> Problem to work on
Print exactly the lines below between the line holding "use thiserror::Error;" and the line holding "to create output", inclusive, and nothing more.

Records contained in a dataset:
........

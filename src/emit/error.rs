//! Emission error types.

use std::path::PathBuf;
use thiserror::Error;

use crate::transform::TransformError;

/// Typed failure from a single emission operation.
///
/// Each variant carries the path involved so a driver can aggregate and
/// report failures instead of only printing them.
#[derive(Debug, Error)]
pub enum EmitError {
    #[error("failed to create output directory `{0}`")]
    CreateDir(PathBuf, #[source] std::io::Error),

    #[error("failed to read `{0}`")]
    Read(PathBuf, #[source] std::io::Error),

    #[error("failed to write `{0}`")]
    Write(PathBuf, #[source] std::io::Error),

    #[error("transform failed for `{0}`")]
    Transform(String, #[source] TransformError),
}

#[cfg(test)]
mod tests {
    use super::*;
    use std::io::{Error, ErrorKind};

    #[test]
    fn test_display_names_the_path() {
        let err = EmitError::Write(
            PathBuf::from("public/app.css"),
            Error::new(ErrorKind::PermissionDenied, "permission denied"),
        );
        assert!(format!("{err}").contains("public/app.css"));
    }
}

........

> Completed exercise
use thiserror::Error;

use crate::transform::TransformError;

/// Typed failure from a single emission operation.
///
/// Each variant carries the path involved so a driver can aggregate and
/// report failures instead of only printing them.
#[derive(Debug, Error)]
pub enum EmitError {
    #[error("failed to create output directory `{0}`")]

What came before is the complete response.